内海聖子

ボールペンで○・を繋いでいく作業です。描くことを作業と訳すのは、事務的で味気ない感じですが、私にはしっくりくるのです。感情に任せて一気呵成に筆を走らせる、ということはありません。できたとしても、描きはじめのほんの数分だけのことです。感情は自由で勝手気ままですから、すぐに作業の方が追い付かなくなります。私が私に置いて行かれる不思議な感覚です。感情の私は既にどこかへ行ってしまって、残された私がそれを引き継いで淡々と作業を続ける、という具合です。「なぜこのモチーフを選んだのだろう?」「なぜここを黒く塗りつぶす必要があるのだろう?」気ままで無責任な私を疑ってみたり、「なるほどそういうことだったのか」と共感したり、時には先に駆けていったはずの私にまた追い越され、一瞬目が合ったり。

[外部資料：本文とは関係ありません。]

use crate::error::{FetchError, GeolocationError};
use crate::fetcher::{FetchTicket, WeatherFetcher};
use crate::location::Position;
use crate::models::WeatherSnapshot;
use crate::resolver::{LocationResolver, ResolverAction};
use crossterm::event::{KeyCode, KeyEvent, KeyModifiers};
use tracing::debug;

/// Side effects requested by the state machine; `main` runs them as tasks.
#[derive(Debug, Clone, PartialEq)]
pub enum Effect {
    /// Locate the device; the answer comes back tagged with this request id.
    RequestPosition(u64),
    FetchWeather(FetchTicket),
}

// Which widget receives key presses.
#[derive(Debug, PartialEq, Clone, Copy, Default)]
pub enum Focus {
    #[default]
    Search,
    Panel,
}

pub struct App {
    pub resolver: LocationResolver,
    pub fetcher: WeatherFetcher,
    pub input: String,
    pub focus: Focus,
    pub tick_count: usize,
    pub should_quit: bool,
}

impl App {
    pub fn new(resolver: LocationResolver) -> Self {
        Self {
            resolver,
            fetcher: WeatherFetcher::new(),
            input: String::new(),
            focus: Focus::Search,
            tick_count: 0,
            should_quit: false,
        }
    }

    /// Runs the on-load part of the consent flow.
    pub fn start(&mut self) -> Option<Effect> {
        let action = self.resolver.start();
        if self.resolver.is_prompt_visible() {
            self.focus = Focus::Panel;
        }
        self.apply(action)
    }

    pub fn on_tick(&mut self) {
        self.tick_count = self.tick_count.wrapping_add(1);
    }

    pub fn handle_key(&mut self, key: KeyEvent) -> Option<Effect> {
        if key.modifiers.contains(KeyModifiers::CONTROL) && key.code == KeyCode::Char('c') {
            self.should_quit = true;
            return None;
        }

        match self.focus {
            Focus::Search => self.handle_search_key(key),
            Focus::Panel => self.handle_panel_key(key),
        }
    }

    fn handle_search_key(&mut self, key: KeyEvent) -> Option<Effect> {
        match key.code {
            KeyCode::Enter => {
                let action = self.resolver.submit_manual(&self.input);
                self.apply(action)
            }
            KeyCode::Backspace => {
                self.input.pop();
                None
            }
            KeyCode::Esc | KeyCode::Tab => {
                self.focus = Focus::Panel;
                None
            }
            KeyCode::Char(c) if !key.modifiers.contains(KeyModifiers::CONTROL) => {
                self.input.push(c);
                None
            }
            _ => None,
        }
    }

    fn handle_panel_key(&mut self, key: KeyEvent) -> Option<Effect> {
        match key.code {
            KeyCode::Char('q') => {
                self.should_quit = true;
                None
            }
            KeyCode::Tab | KeyCode::Char('/') => {
                self.focus = Focus::Search;
                None
            }
            KeyCode::Char('y') if self.resolver.is_prompt_visible() => {
                self.focus = Focus::Search;
                let action = self.resolver.accept_prompt();
                self.apply(action)
            }
            KeyCode::Char('n') if self.resolver.is_prompt_visible() => {
                self.focus = Focus::Search;
                let action = self.resolver.decline_prompt();
                self.apply(action)
            }
            KeyCode::Char('t') => {
                let action = self.resolver.reset();
                self.apply(action)
            }
            KeyCode::Char('r') => self.fetcher.refresh().map(Effect::FetchWeather),
            _ => None,
        }
    }

    pub fn on_position(
        &mut self,
        request: u64,
        result: Result<Position, GeolocationError>,
    ) -> Option<Effect> {
        let action = self.resolver.on_position(request, result);
        self.apply(action)
    }

    pub fn on_weather(&mut self, generation: u64, result: Result<WeatherSnapshot, FetchError>) {
        self.fetcher.complete(generation, result);
    }

    fn apply(&mut self, action: ResolverAction) -> Option<Effect> {
        match action {
            ResolverAction::Nothing => None,
            ResolverAction::RequestPosition(request) => Some(Effect::RequestPosition(request)),
            ResolverAction::QueryChanged(query) => {
                debug!("Query changed, fetching weather");
                Some(Effect::FetchWeather(self.fetcher.begin(query)))
            }
        }
    }
}

#[cfg(test)]
mod tests {
    use super::*;
    use crate::consent::{ConsentStore, DENIED_KEY, PROMPT_SHOWN_KEY};
    use crate::fetcher::FetchState;
    use crate::location::LocationQuery;
    use crate::resolver::ResolverState;
    use crate::storage::{KeyValueStore, MemoryStore};

    fn app_with(flags: &[(&str, &str)]) -> App {
        let mut mem = MemoryStore::new();
        for (k, v) in flags {
            mem.set(k, v).unwrap();
        }
        App::new(LocationResolver::new(ConsentStore::new(Box::new(mem)), true))
    }

    fn press(app: &mut App, code: KeyCode) -> Option<Effect> {
        app.handle_key(KeyEvent::new(code, KeyModifiers::NONE))
    }

    fn type_text(app: &mut App, text: &str) {
        for c in text.chars() {
            press(app, KeyCode::Char(c));
        }
    }

    fn denied_app() -> App {
        let mut app = app_with(&[(PROMPT_SHOWN_KEY, "true"), (DENIED_KEY, "true")]);
        assert_eq!(app.start(), None);
        app
    }

    #[test]
    fn typing_paris_and_enter_fetches_paris() {
        let mut app = denied_app();
        type_text(&mut app, "Paris");
        let effect = press(&mut app, KeyCode::Enter);

        match effect {
            Some(Effect::FetchWeather(ticket)) => {
                assert_eq!(ticket.query, LocationQuery::manual("Paris").unwrap());
            }
            other => panic!("expected a fetch, got {:?}", other),
        }
        assert_eq!(app.fetcher.state(), &FetchState::Loading);
    }

    #[test]
    fn whitespace_enter_does_nothing() {
        let mut app = denied_app();
        type_text(&mut app, "   ");
        assert_eq!(press(&mut app, KeyCode::Enter), None);
        assert_eq!(app.fetcher.state(), &FetchState::Idle);
        assert!(app.resolver.query().is_none());
    }

    #[test]
    fn backspace_edits_input() {
        let mut app = denied_app();
        type_text(&mut app, "Romx");
        press(&mut app, KeyCode::Backspace);
        type_text(&mut app, "e");
        assert_eq!(app.input, "Rome");
    }

    #[test]
    fn prompt_takes_focus_on_first_run() {
        let mut app = app_with(&[]);
        app.start();
        assert_eq!(app.focus, Focus::Panel);
        assert!(app.resolver.is_prompt_visible());
    }

    #[test]
    fn accepting_prompt_requests_position_then_fetches() {
        let mut app = app_with(&[]);
        app.start();
        let request = match press(&mut app, KeyCode::Char('y')) {
            Some(Effect::RequestPosition(id)) => id,
            other => panic!("expected a position request, got {:?}", other),
        };

        let effect = app.on_position(request, Ok(Position {
            latitude: 35.6762,
            longitude: 139.6503,
        }));
        match effect {
            Some(Effect::FetchWeather(ticket)) => {
                assert_eq!(ticket.query.value, "35.6762,139.6503");
                assert!(ticket.query.is_coordinates);
            }
            other => panic!("expected a fetch, got {:?}", other),
        }
    }

    #[test]
    fn denied_geolocation_does_not_fetch() {
        let mut app = app_with(&[]);
        app.start();
        let request = match press(&mut app, KeyCode::Char('y')) {
            Some(Effect::RequestPosition(id)) => id,
            other => panic!("expected a position request, got {:?}", other),
        };
        let effect = app.on_position(request, Err(GeolocationError::Denied("blocked".into())));

        assert_eq!(effect, None);
        assert_eq!(app.resolver.state(), ResolverState::Denied);
        assert_eq!(app.fetcher.state(), &FetchState::Idle);
        assert_eq!(app.focus, Focus::Search);

        type_text(&mut app, "Oslo");
        assert!(matches!(press(&mut app, KeyCode::Enter), Some(Effect::FetchWeather(_))));
    }

    #[test]
    fn try_again_shows_prompt() {
        let mut app = denied_app();
        press(&mut app, KeyCode::Tab);
        press(&mut app, KeyCode::Char('t'));
        assert!(app.resolver.is_prompt_visible());
    }

    #[test]
    fn refresh_issues_new_generation() {
        let mut app = denied_app();
        type_text(&mut app, "Paris");
        let first = match press(&mut app, KeyCode::Enter) {
            Some(Effect::FetchWeather(t)) => t,
            other => panic!("expected a fetch, got {:?}", other),
        };

        // Same query again: no refetch.
        assert_eq!(press(&mut app, KeyCode::Enter), None);

        press(&mut app, KeyCode::Esc);
        match press(&mut app, KeyCode::Char('r')) {
            Some(Effect::FetchWeather(t)) => {
                assert_eq!(t.query, first.query);
                assert!(t.generation > first.generation);
            }
            other => panic!("expected a refresh, got {:?}", other),
        }
    }

    #[test]
    fn letters_in_search_are_not_commands() {
        let mut app = denied_app();
        type_text(&mut app, "qrt");
        assert!(!app.should_quit);
        assert_eq!(app.input, "qrt");
        assert_eq!(app.resolver.state(), ResolverState::Denied);
    }

    #[test]
    fn ctrl_c_quits_from_search() {
        let mut app = denied_app();
        app.handle_key(KeyEvent::new(KeyCode::Char('c'), KeyModifiers::CONTROL));
        assert!(app.should_quit);
    }

    #[test]
    fn server_error_shows_error_state() {
        let mut app = denied_app();
        type_text(&mut app, "Paris");
        let ticket = match press(&mut app, KeyCode::Enter) {
            Some(Effect::FetchWeather(t)) => t,
            other => panic!("expected a fetch, got {:?}", other),
        };
        app.on_weather(ticket.generation, Err(FetchError::Status(500)));
        assert!(matches!(app.fetcher.state(), FetchState::Error(_)));
        assert!(app.fetcher.snapshot().is_none());
    }
}
use crate::config::ApiConfig;
use crate::error::FetchError;
use crate::location::LocationQuery;
use crate::models::WeatherSnapshot;
use reqwest::Client;
use std::time::Duration;
use tracing::{debug, error};

#[derive(Debug, Clone)]
pub struct WeatherProvider {
    client: Client,
    base_url: String,
    api_key: String,
}

impl WeatherProvider {
    pub fn new(config: &ApiConfig) -> Result<Self, FetchError> {
        let client = Client::builder()
            .timeout(Duration::from_secs(config.timeout_seconds))
            .build()
            .map_err(|e| FetchError::Network(e.to_string()))?;

        Ok(Self {
            client,
            base_url: config.base_url.trim_end_matches('/').to_string(),
            api_key: config.api_key.clone(),
        })
    }

    pub fn request_url(&self, query: &LocationQuery) -> String {
        format!(
            "{}/{}?unitGroup=metric&key={}&include=hours,current",
            self.base_url,
            query.path_segment(),
            urlencoding::encode(&self.api_key)
        )
    }

    /// Fetches current conditions and the next hours of forecast for `query`.
    pub async fn fetch_weather(&self, query: &LocationQuery) -> Result<WeatherSnapshot, FetchError> {
        debug!("Fetching weather for {:?}", query);

        let result = self.fetch_inner(query).await;
        if let Err(ref e) = result {
            error!("Weather fetch for '{}' failed: {}", query.value, e);
        }
        result
    }

    async fn fetch_inner(&self, query: &LocationQuery) -> Result<WeatherSnapshot, FetchError> {
        let res = self.client.get(self.request_url(query)).send().await?;

        let status = res.status();
        if !status.is_success() {
            return Err(FetchError::Status(status.as_u16()));
        }

        let body = res.text().await?;
        WeatherSnapshot::from_json(&body)
    }
}
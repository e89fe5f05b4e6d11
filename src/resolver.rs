//! The location resolver: decides which query drives the weather fetch and
//! runs the one-time geolocation consent flow.
//!
//! ```text
//!  Unresolved ──start──▶ PromptPending ──accept──▶ Locating ──ok──▶ UsingCoordinates
//!       │                  │      ▲                  │
//!       │               decline   └──── reset ────┐  └──err──▶ Denied
//!       │                  ▼                      │
//!       └─(denied before)─▶ Denied ───────────────┘
//! ```
//!
//! Manual search is independent of this graph: it replaces the query from any
//! state and never touches the persisted flags.

use crate::consent::{ConsentFlags, ConsentStore};
use crate::error::GeolocationError;
use crate::location::{LocationQuery, Position};
use tracing::{debug, info, warn};

#[derive(Debug, Clone, Copy, PartialEq, Eq, Default)]
pub enum ResolverState {
    #[default]
    Unresolved,
    PromptPending,
    Locating,
    UsingCoordinates,
    UsingManualSearch,
    Denied,
}

/// What the caller has to do after a resolver transition.
#[derive(Debug, Clone, PartialEq)]
pub enum ResolverAction {
    Nothing,
    /// Ask the geolocation capability for the current position and feed the
    /// outcome back through [`LocationResolver::on_position`] together with
    /// this request id.
    RequestPosition(u64),
    /// The active query changed; a new fetch is due.
    QueryChanged(LocationQuery),
}

// Tracks the single in-flight geolocation request by id. Answers for any
// other id are stale and dropped.
#[derive(Debug, Clone, Copy, PartialEq, Eq)]
enum Pending {
    Idle,
    Locating(u64),
    // A manual search arrived first; the answer only updates consent.
    Superseded(u64),
}

pub struct LocationResolver {
    consent: ConsentStore,
    geolocation_supported: bool,
    state: ResolverState,
    pending: Pending,
    last_request: u64,
    query: Option<LocationQuery>,
}

impl LocationResolver {
    pub fn new(consent: ConsentStore, geolocation_supported: bool) -> Self {
        Self {
            consent,
            geolocation_supported,
            state: ResolverState::Unresolved,
            pending: Pending::Idle,
            last_request: 0,
            query: None,
        }
    }

    pub fn state(&self) -> ResolverState {
        self.state
    }

    pub fn query(&self) -> Option<&LocationQuery> {
        self.query.as_ref()
    }

    pub fn is_prompt_visible(&self) -> bool {
        self.state == ResolverState::PromptPending
    }

    pub fn is_locating(&self) -> bool {
        matches!(self.pending, Pending::Locating(_))
    }

    /// Reads the persisted consent flags and picks the initial state.
    pub fn start(&mut self) -> ResolverAction {
        let flags = match self.consent.get_consent_state() {
            Ok(flags) => flags,
            Err(e) => {
                warn!("Could not read consent flags: {}. Treating as first run.", e);
                ConsentFlags::default()
            }
        };
        debug!("Loaded consent flags {:?}", flags);

        if flags.needs_prompt() {
            self.state = ResolverState::PromptPending;
            ResolverAction::Nothing
        } else if flags.denied {
            self.state = ResolverState::Denied;
            ResolverAction::Nothing
        } else {
            info!("Location access granted previously, locating");
            self.begin_locating()
        }
    }

    pub fn accept_prompt(&mut self) -> ResolverAction {
        if self.state != ResolverState::PromptPending {
            return ResolverAction::Nothing;
        }
        info!("Location prompt accepted");
        self.begin_locating()
    }

    pub fn decline_prompt(&mut self) -> ResolverAction {
        if self.state != ResolverState::PromptPending {
            return ResolverAction::Nothing;
        }
        info!("Location prompt declined");
        self.state = ResolverState::Denied;
        self.persist(true, true);
        ResolverAction::Nothing
    }

    pub fn on_position(
        &mut self,
        request: u64,
        result: Result<Position, GeolocationError>,
    ) -> ResolverAction {
        match self.pending {
            Pending::Locating(id) | Pending::Superseded(id) if id == request => {}
            _ => {
                debug!("Ignoring stale position result #{}: {:?}", request, result);
                return ResolverAction::Nothing;
            }
        }

        let pending = std::mem::replace(&mut self.pending, Pending::Idle);
        match pending {
            Pending::Idle => ResolverAction::Nothing,
            Pending::Superseded(_) => {
                debug!("Position arrived after a manual search; recording consent only");
                match result {
                    Ok(_) => self.persist(true, false),
                    Err(_) => self.persist(true, true),
                }
                ResolverAction::Nothing
            }
            Pending::Locating(_) => match result {
                Ok(position) => {
                    self.state = ResolverState::UsingCoordinates;
                    self.persist(true, false);
                    self.set_query(LocationQuery::coordinates(position))
                }
                Err(e) => {
                    warn!("Geolocation permission denied or unavailable: {}", e);
                    self.state = ResolverState::Denied;
                    self.persist(true, true);
                    ResolverAction::Nothing
                }
            },
        }
    }

    /// "Try again": forget the stored answer and offer the prompt again.
    pub fn reset(&mut self) -> ResolverAction {
        info!("Resetting location consent");
        if let Err(e) = self.consent.reset_consent_state() {
            warn!("Could not clear consent flags: {}", e);
        }
        self.pending = Pending::Idle;
        self.state = ResolverState::PromptPending;
        ResolverAction::Nothing
    }

    pub fn submit_manual(&mut self, text: &str) -> ResolverAction {
        let query = match LocationQuery::manual(text) {
            Ok(q) => q,
            Err(e) => {
                debug!("Ignoring manual search: {}", e);
                return ResolverAction::Nothing;
            }
        };

        if let Pending::Locating(id) = self.pending {
            self.pending = Pending::Superseded(id);
        }
        // Denied keeps its banner so "try again" stays reachable.
        if self.state != ResolverState::Denied {
            self.state = ResolverState::UsingManualSearch;
        }
        self.set_query(query)
    }

    fn begin_locating(&mut self) -> ResolverAction {
        self.last_request += 1;
        let request = self.last_request;
        self.pending = Pending::Locating(request);
        if !self.geolocation_supported {
            return self.on_position(request, Err(GeolocationError::Unavailable));
        }
        self.state = ResolverState::Locating;
        ResolverAction::RequestPosition(request)
    }

    fn set_query(&mut self, query: LocationQuery) -> ResolverAction {
        if self.query.as_ref() == Some(&query) {
            return ResolverAction::Nothing;
        }
        info!("Location query set to '{}'", query.value);
        self.query = Some(query.clone());
        ResolverAction::QueryChanged(query)
    }

    fn persist(&mut self, shown: bool, denied: bool) {
        if let Err(e) = self.consent.set_consent_state(shown, denied) {
            warn!("Could not persist consent flags: {}", e);
        }
    }
}
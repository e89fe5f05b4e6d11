//! Durable key-value storage backing the consent flags.
//!
//! [`SqliteStore`] keeps string values in a single table so they survive
//! restarts. [`MemoryStore`] is used by tests and as the fallback when the
//! database file cannot be opened.

use crate::error::StorageError;
use rusqlite::{params, Connection, OptionalExtension};
use std::collections::HashMap;
use std::path::Path;
use tracing::{debug, warn};

pub trait KeyValueStore: Send {
    fn get(&self, key: &str) -> Result<Option<String>, StorageError>;
    fn set(&mut self, key: &str, value: &str) -> Result<(), StorageError>;
    fn remove(&mut self, key: &str) -> Result<(), StorageError>;
}

pub struct SqliteStore {
    conn: Connection,
}

impl SqliteStore {
    pub fn open(path: impl AsRef<Path>) -> Result<Self, StorageError> {
        let conn = Connection::open(path.as_ref())?;
        conn.execute(
            "CREATE TABLE IF NOT EXISTS kv (
                key TEXT PRIMARY KEY,
                value TEXT NOT NULL
            )",
            [],
        )?;
        debug!("Opened key-value store at {}", path.as_ref().display());
        Ok(Self { conn })
    }
}

impl KeyValueStore for SqliteStore {
    fn get(&self, key: &str) -> Result<Option<String>, StorageError> {
        let value = self
            .conn
            .query_row("SELECT value FROM kv WHERE key = ?", [key], |row| {
                row.get::<_, String>(0)
            })
            .optional()?;
        Ok(value)
    }

    fn set(&mut self, key: &str, value: &str) -> Result<(), StorageError> {
        self.conn.execute(
            "INSERT OR REPLACE INTO kv (key, value) VALUES (?, ?)",
            params![key, value],
        )?;
        Ok(())
    }

    fn remove(&mut self, key: &str) -> Result<(), StorageError> {
        self.conn.execute("DELETE FROM kv WHERE key = ?", [key])?;
        Ok(())
    }
}

#[derive(Debug, Default, Clone)]
pub struct MemoryStore {
    values: HashMap<String, String>,
}

impl MemoryStore {
    pub fn new() -> Self {
        Self::default()
    }
}

impl KeyValueStore for MemoryStore {
    fn get(&self, key: &str) -> Result<Option<String>, StorageError> {
        Ok(self.values.get(key).cloned())
    }

    fn set(&mut self, key: &str, value: &str) -> Result<(), StorageError> {
        self.values.insert(key.to_string(), value.to_string());
        Ok(())
    }

    fn remove(&mut self, key: &str) -> Result<(), StorageError> {
        self.values.remove(key);
        Ok(())
    }
}

/// Opens the SQLite store at `path`, falling back to an in-memory store
/// (flags then only last for this session).
pub fn open_or_memory(path: impl AsRef<Path>) -> Box<dyn KeyValueStore> {
    match SqliteStore::open(path.as_ref()) {
        Ok(store) => Box::new(store),
        Err(e) => {
            warn!(
                "Could not open consent store at {}: {}. Consent will not persist.",
                path.as_ref().display(),
                e
            );
            Box::new(MemoryStore::new())
        }
    }
}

まるで失踪した私自身を取材して旅しているような不思議な感覚なのです。
内海聖子

ボールペンを使ってミクロとマクロに揺れ動く、不思議な世界を作りだします。微細な丸の僅かな大小の違いが濃淡となり凹凸となり、拡散しまた収斂する。微細なものには強く誘引する力があり、凝視すれば、作家の内奥の宇宙的な無限の旅の同行者となる。描かれた線はクールで乾いているのに、連綿と繋がることで、にわかに粘性を帯び、熱線を放射する。緻密な行為はストイックさを感じさせるものだが、近作にはどこかユーモアとゆとりを感じさせ、内海さんの成長を感じる。